== WHAT TO WORK ON ==
Emit all the data exactly as provided.

(Saved data entries)
◆ ◆ ◆ ◆ ◆ ◆ ◆
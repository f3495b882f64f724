use std::fs;
use std::panic;
use std::path::PathBuf;
use std::sync::Arc;

use clap::{Parser as ClapParser, Subcommand};
use log::{info, LevelFilter};
use rand::{Rng, RngCore};
use simplelog::SimpleLogger;

use evojit::error::EvoError;
use evojit::serialize::{nodes_to_json, tree_to_json};
use evojit::trainer::{
    DataSource, RewardFunction, ScalarConfig, ScalarTrainer, TestingEnvironment, TrainingSchedule, TuringConfig,
    TuringTrainer,
};
use evojit::EvoResult;

#[cfg(not(feature = "dhat-heap"))]
#[global_allocator]
static GLOBAL: mimalloc::MiMalloc = mimalloc::MiMalloc;

// profile heap usage with dhat
#[cfg(feature = "dhat-heap")]
#[global_allocator]
static ALLOC: dhat::Alloc = dhat::Alloc;

#[derive(ClapParser, Debug)]
#[clap(author, version, about, long_about = None)]
struct Args {
    #[clap(subcommand)]
    search: Search,

    #[clap(short = 'd', long = "debug", help = "Enable debug mode")]
    debug: bool,

    #[clap(short = 's', long = "seed", help = "Seed every random stream for a reproducible run")]
    seed: Option<u64>,

    #[clap(short = 't', long = "threads", default_value_t = 4, help = "Worker thread count")]
    threads: usize,

    #[clap(short = 'n', long = "iterations", default_value_t = 1000, help = "Training round budget")]
    iterations: u64,

    #[clap(long = "speculate", default_value_t = 0, help = "Cold-branch threshold for speculation (0 disables)")]
    speculate: u64,

    #[clap(long = "save", help = "Write the trained program as JSON")]
    save: Option<PathBuf>,
}

#[derive(Subcommand, Debug, Clone, Copy)]
enum Search {
    /// Evolve a scalar program computing x + y
    Scalar,
    /// Evolve a Turing program summing 1..=n
    Turing,
}

fn main() {
    panic::set_hook(Box::new(|err| {
        eprintln!(
            "{}",
            EvoError::UnknownError {
                message: err.to_string(),
            }
        );
    }));

    #[cfg(feature = "dhat-heap")]
    let _profiler = dhat::Profiler::new_heap();

    if let Err(err) = try_main() {
        eprintln!();
        eprintln!("[ERROR] Fatal exception during execution -> {}", err);
        eprintln!();
    }
}

fn try_main() -> EvoResult<()> {
    let args = Args::parse();
    setup_logger(args.debug)?;

    let schedule = TrainingSchedule {
        iterations: args.iterations,
        threads: args.threads,
        speculation_threshold: args.speculate,
        seed: args.seed,
        ..TrainingSchedule::default()
    };

    let json = match args.search {
        Search::Scalar => run_scalar(schedule)?,
        Search::Turing => run_turing(schedule)?,
    };

    if let Some(path) = args.save {
        fs::write(&path, json)?;
        info!("Saved program to {}", path.display());
    }

    Ok(())
}

fn run_scalar(schedule: TrainingSchedule) -> EvoResult<String> {
    let config = ScalarConfig {
        schedule,
        ..ScalarConfig::default()
    };
    let trainer = ScalarTrainer::new(config, Arc::new(Addition), Arc::new(Uniform { arguments: 2 }))?;
    let outcome = trainer.train(None)?;

    println!("{}", outcome);
    for (index, node) in outcome.program.iter().enumerate() {
        match node {
            Some(node) => println!("  %{} = {}", index, node),
            None => println!("  %{} = <dead>", index),
        }
    }

    nodes_to_json(&outcome.program)
}

fn run_turing(schedule: TrainingSchedule) -> EvoResult<String> {
    let config = TuringConfig {
        schedule,
        ..TuringConfig::default()
    };
    let trainer = TuringTrainer::new(config, Arc::new(Accumulator))?;
    let outcome = trainer.train(None)?;

    println!("{}, {} node(s)", outcome, outcome.program.size());
    println!("{}", outcome.program);

    tree_to_json(&outcome.program)
}

/// Uniform inputs in `[-10, 10)`.
struct Uniform {
    arguments: usize,
}

impl DataSource for Uniform {
    fn arguments(&self) -> usize {
        self.arguments
    }

    fn fill(&self, buffer: &mut [f64], rng: &mut dyn RngCore) {
        for value in buffer.iter_mut() {
            *value = rng.gen_range(-10.0..10.0);
        }
    }
}

/// Rewards outputs close to `x + y`.
struct Addition;

impl RewardFunction for Addition {
    fn score(&self, inputs: &[f64], output: f64) -> f64 {
        if !output.is_finite() {
            return f64::NEG_INFINITY;
        }

        let error = (inputs[0] + inputs[1] - output).abs();
        if error < 1e-9 {
            f64::INFINITY
        } else {
            -error
        }
    }
}

/// Feeds `n` in variable 0 and expects `1 + 2 + ... + n` in variable 1.
struct Accumulator;

impl TestingEnvironment for Accumulator {
    fn score(&self, action: &mut dyn FnMut(&[f64], &mut [f64]), rng: &mut dyn RngCore) -> f64 {
        let n = rng.gen_range(1..=8) as f64;
        let mut outputs = [0.0; 4];
        action(&[n, 0.0], &mut outputs);

        if !outputs[1].is_finite() {
            return f64::NEG_INFINITY;
        }

        // exact hits score 0, never +inf
        -(n * (n + 1.0) / 2.0 - outputs[1]).abs()
    }
}

fn setup_logger(debug: bool) -> EvoResult<()> {
    let level = if debug {
        LevelFilter::Debug
    } else {
        LevelFilter::Info
    };

    match SimpleLogger::init(level, simplelog::Config::default()) {
        Ok(_) => Ok(()),
        Err(err) => Err(EvoError::UnknownError {
            message: err.to_string(),
        }),
    }
}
◆ ◆ ◆ ◆ ◆ ◆ ◆
== WRITTEN RESPONSE ==
repository f3495b882f64f724
use std::fs;
use std::panic;
use std::path::PathBuf;
use std::sync::Arc;

use clap::{Parser as ClapParser, Subcommand};
use log::{info, LevelFilter};
use rand::{Rng, RngCore};
use simplelog::SimpleLogger;

use evojit::error::EvoError;
use evojit::serialize::{nodes_to_json, tree_to_json};
use evojit::trainer::{
    DataSource, RewardFunction, ScalarConfig, ScalarTrainer, TestingEnvironment, TrainingSchedule, TuringConfig,
    TuringTrainer,
};
use evojit::EvoResult;

#[cfg(not(feature = "dhat-heap"))]
#[global_allocator]
static GLOBAL: mimalloc::MiMalloc = mimalloc::MiMalloc;

// profile heap usage with dhat
#[cfg(feature = "dhat-heap")]
#[global_allocator]
static ALLOC: dhat::Alloc = dhat::Alloc;

#[derive(ClapParser, Debug)]
#[clap(author, version, about, long_about = None)]
struct Args {
    #[clap(subcommand)]
    search: Search,

    #[clap(short = 'd', long = "debug", help = "Enable debug mode")]
    debug: bool,

    #[clap(short = 's', long = "seed", help = "Seed every random stream for a reproducible run")]
    seed: Option<u64>,

    #[clap(short = 't', long = "threads", default_value_t = 4, help = "Worker thread count")]
    threads: usize,

    #[clap(short = 'n', long = "iterations", default_value_t = 1000, help = "Training round budget")]
    iterations: u64,

    #[clap(long = "speculate", default_value_t = 0, help = "Cold-branch threshold for speculation (0 disables)")]
    speculate: u64,

    #[clap(long = "save", help = "Write the trained program as JSON")]
    save: Option<PathBuf>,
}

#[derive(Subcommand, Debug, Clone, Copy)]
enum Search {
    /// Evolve a scalar program computing x + y
    Scalar,
    /// Evolve a Turing program summing 1..=n
    Turing,
}

fn main() {
    panic::set_hook(Box::new(|err| {
        eprintln!(
            "{}",
            EvoError::UnknownError {
                message: err.to_string(),
            }
        );
    }));

    #[cfg(feature = "dhat-heap")]
    let _profiler = dhat::Profiler::new_heap();

    if let Err(err) = try_main() {
        eprintln!();
        eprintln!("[ERROR] Fatal exception during execution -> {}", err);
        eprintln!();
    }
}

fn try_main() -> EvoResult<()> {
    let args = Args::parse();
    setup_logger(args.debug)?;

    let schedule = TrainingSchedule {
        iterations: args.iterations,
        threads: args.threads,
        speculation_threshold: args.speculate,
        seed: args.seed,
        ..TrainingSchedule::default()
    };

    let json = match args.search {
        Search::Scalar => run_scalar(schedule)?,
        Search::Turing => run_turing(schedule)?,
    };

    if let Some(path) = args.save {
        fs::write(&path, json)?;
        info!("Saved program to {}", path.display());
    }

    Ok(())
}

fn run_scalar(schedule: TrainingSchedule) -> EvoResult<String> {
    let config = ScalarConfig {
        schedule,
        ..ScalarConfig::default()
    };
    let trainer = ScalarTrainer::new(config, Arc::new(Addition), Arc::new(Uniform { arguments: 2 }))?;
    let outcome = trainer.train(None)?;

    println!("{}", outcome);
    for (index, node) in outcome.program.iter().enumerate() {
        match node {
            Some(node) => println!("  %{} = {}", index, node),
            None => println!("  %{} = <dead>", index),
        }
    }

    nodes_to_json(&outcome.program)
}

fn run_turing(schedule: TrainingSchedule) -> EvoResult<String> {
    let config = TuringConfig {
        schedule,
        ..TuringConfig::default()
    };
    let trainer = TuringTrainer::new(config, Arc::new(Accumulator))?;
    let outcome = trainer.train(None)?;

    println!("{}, {} node(s)", outcome, outcome.program.size());
    println!("{}", outcome.program);

    tree_to_json(&outcome.program)
}

/// Uniform inputs in `[-10, 10)`.
struct Uniform {
    arguments: usize,
}

impl DataSource for Uniform {
    fn arguments(&self) -> usize {
        self.arguments
    }

    fn fill(&self, buffer: &mut [f64], rng: &mut dyn RngCore) {
        for value in buffer.iter_mut() {
            *value = rng.gen_range(-10.0..10.0);
        }
    }
}

/// Rewards outputs close to `x + y`.
struct Addition;

impl RewardFunction for Addition {
    fn score(&self, inputs: &[f64], output: f64) -> f64 {
        if !output.is_finite() {
            return f64::NEG_INFINITY;
        }

        let error = (inputs[0] + inputs[1] - output).abs();
        if error < 1e-9 {
            f64::INFINITY
        } else {
            -error
        }
    }
}

/// Feeds `n` in variable 0 and expects `1 + 2 + ... + n` in variable 1.
struct Accumulator;

impl TestingEnvironment for Accumulator {
    fn score(&self, action: &mut dyn FnMut(&[f64], &mut [f64]), rng: &mut dyn RngCore) -> f64 {
        let n = rng.gen_range(1..=8) as f64;
        let mut outputs = [0.0; 4];
        action(&[n, 0.0], &mut outputs);

        if !outputs[1].is_finite() {
            return f64::NEG_INFINITY;
        }

        // exact hits score 0, never +inf
        -(n * (n + 1.0) / 2.0 - outputs[1]).abs()
    }
}

fn setup_logger(debug: bool) -> EvoResult<()> {
    let level = if debug {
        LevelFilter::Debug
    } else {
        LevelFilter::Info
    };

    match SimpleLogger::init(level, simplelog::Config::default()) {
        Ok(_) => Ok(()),
        Err(err) => Err(EvoError::UnknownError {
            message: err.to_string(),
        }),
    }
}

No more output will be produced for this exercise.